Twists in the road: The Unlikely Pilgrimage Of Harold Fry review | Films | Entertainment

Pensioner Harold Fry (Jim Broadbent) is in his South Devon flat, watching the weft of the carpet shift as his wife Maureen (Penelope Wilton) attacks the living room with the Hoover. His trance is broken by the arrival of a handwritten letter carrying a shocking postmark.

“Who do we know in Berwick-on-Tweed?” he asks, incredulously.

It turns out they do have a connection to this seemingly exotic corner of England. Queenie, a former colleague of Harold’s, is dying alone in a Northumbrian hospice and writing to say goodbye. Harold gingerly picks up a Biro.

“Just say something you mean!” snaps Maureen. But Harold can’t find the right words. He walks out of the house to post his trite reply.

And he keeps walking. Harold will express his feelings through a bizarre feat of endurance.
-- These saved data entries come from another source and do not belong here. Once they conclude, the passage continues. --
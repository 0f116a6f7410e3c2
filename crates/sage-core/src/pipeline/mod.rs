//! Two-stage chain-of-thought pipeline
//!
//! Stage 1 produces a persona-conditioned reasoning chain. Stage 2 turns the
//! complete chain into advice. The two stages of one request never overlap.
//!
//! ## Module Structure
//! - `prompt`: Stage prompt composition
//! - `state`: Per-run state machine
//! - `cancellation`: Caller-owned cancellation handle
//! - `orchestrator`: Streaming, batch and comparison runs
//! - `history`: Caller-owned generation log

mod cancellation;
mod history;
mod orchestrator;
mod prompt;
mod state;

#[cfg(test)]
pub(crate) mod testing;

use std::fmt;

use serde::{Deserialize, Serialize};

pub use cancellation::Cancellation;
pub use history::{GenerationLog, HistoryEntry, HistorySubject};
pub use orchestrator::{CotOptions, CotOrchestrator, GenerationRequest, GenerationResult};
pub use prompt::{build_stage1_prompt, build_stage2_prompt};
pub use state::{CotRun, CotState};

/// Pipeline stage
#[derive(Debug, Clone, Copy, PartialEq, Eq, Hash, Serialize, Deserialize)]
#[serde(rename_all = "lowercase")]
pub enum Stage {
    /// Stage 1: reasoning chain
    Reasoning,
    /// Stage 2: advice
    Advice,
}

impl Stage {
    /// 1-based stage number
    pub fn number(self) -> u8 {
        match self {
            Stage::Reasoning => 1,
            Stage::Advice => 2,
        }
    }
}

impl fmt::Display for Stage {
    fn fmt(&self, f: &mut fmt::Formatter<'_>) -> fmt::Result {
        match self {
            Stage::Reasoning => write!(f, "stage 1 (reasoning)"),
            Stage::Advice => write!(f, "stage 2 (advice)"),
        }
    }
}
//! User configuration
//!
//! Read from `~/.sage/config.toml`. Every field is optional; anything left
//! out falls back to the defaults in `constants`. The `GROQ_API_KEY`
//! environment variable wins over a key stored in the file.

use std::fs;
use std::path::{Path, PathBuf};
use std::time::Duration;

use serde::{Deserialize, Serialize};
use tracing::debug;

use crate::ai::retry::RetryConfig;
use crate::ai::{AiClientConfig, ApiKey};
use crate::constants;
use crate::error::ConfigError;
use crate::paths;
use crate::pipeline::CotOptions;

#[derive(Debug, Clone, Default, PartialEq, Serialize, Deserialize)]
#[serde(default, deny_unknown_fields)]
pub struct SageConfig {
    /// API key, used when the environment variable is unset
    pub api_key: Option<String>,
    pub model: Option<String>,
    pub max_tokens: Option<usize>,
    pub temperature: Option<f32>,
    /// Chat completions endpoint override
    pub base_url: Option<String>,
    /// Per-stage timeout; 0 disables it
    pub stage_timeout_secs: Option<u64>,
    /// Automatic retries of the initial request
    pub max_retries: Option<u32>,
    /// Persona table replacing the built-in thinkers
    pub personas_file: Option<PathBuf>,
}

impl SageConfig {
    /// Load the default config file, or defaults if it does not exist
    pub fn load() -> Result<Self, ConfigError> {
        Self::load_from_path(&paths::config_file())
    }

    /// Load from a specific path, or defaults if it does not exist
    pub fn load_from_path(path: &Path) -> Result<Self, ConfigError> {
        if !path.exists() {
            debug!("No config at {}, using defaults", path.display());
            return Ok(Self::default());
        }
        let contents = fs::read_to_string(path)?;
        let config: SageConfig = toml::from_str(&contents)?;
        debug!("Loaded config from {}", path.display());
        Ok(config)
    }

    /// Credentials from the environment, falling back to the file
    pub fn credentials(&self) -> Option<ApiKey> {
        self.credentials_with(ApiKey::from_env(constants::ai::API_KEY_ENV))
    }

    fn credentials_with(&self, from_env: Option<ApiKey>) -> Option<ApiKey> {
        from_env.or_else(|| {
            self.api_key
                .as_deref()
                .map(ApiKey::new)
                .filter(|key| !key.is_empty())
        })
    }

    pub fn stage_timeout(&self) -> Option<Duration> {
        match self.stage_timeout_secs {
            Some(0) => None,
            Some(secs) => Some(Duration::from_secs(secs)),
            None => Some(constants::pipeline::STAGE_TIMEOUT),
        }
    }

    pub fn cot_options(&self) -> CotOptions {
        let defaults = CotOptions::default();
        CotOptions {
            model: self.model.clone().unwrap_or(defaults.model),
            max_tokens: self.max_tokens.unwrap_or(defaults.max_tokens),
            temperature: self.temperature.unwrap_or(defaults.temperature),
            stage_timeout: self.stage_timeout(),
            max_parallel: defaults.max_parallel,
        }
    }

    pub fn client_config(&self) -> AiClientConfig {
        let retry = match self.max_retries {
            Some(n) if n > 0 => RetryConfig::with_max_retries(n),
            _ => RetryConfig::none(),
        };
        let config = AiClientConfig::default().with_retry(retry);
        match &self.base_url {
            Some(url) => config.with_base_url(url.clone()),
            None => config,
        }
    }
}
He will hike 500 miles to see his old friend before she dies.

This was the touching premise of screenwriter Rachel Joyce’s 2012 Booker-longlisted novel of the same name.

As he hobbles across the grass verges of England’s A-roads, flashbacks reveal the role Queenie played in a life-changing tragedy.

Attracting the attention of strangers and TV reporters, Harold’s quest inspires a Slovakian cleaner, who washes his bloodied feet, and a troubled young Christian, who wants to be his apostle.

Harold is no messiah. But this secular pilgrimage gives him the chance to reflect on the mystery of selfless acts of human kindness – and to atone for the past.

These chance encounters probably worked better on the page. On screen, the pace flags and the side ­characters feel too thinly sketched.

But the lead performances are terrific. Broadbent uses those twinkly eyes to devastating effect and Wilton is even better as the angry, abandoned wife.

The pauses in their strained phone conversations speak of decades of ­resentment and a deep well of love.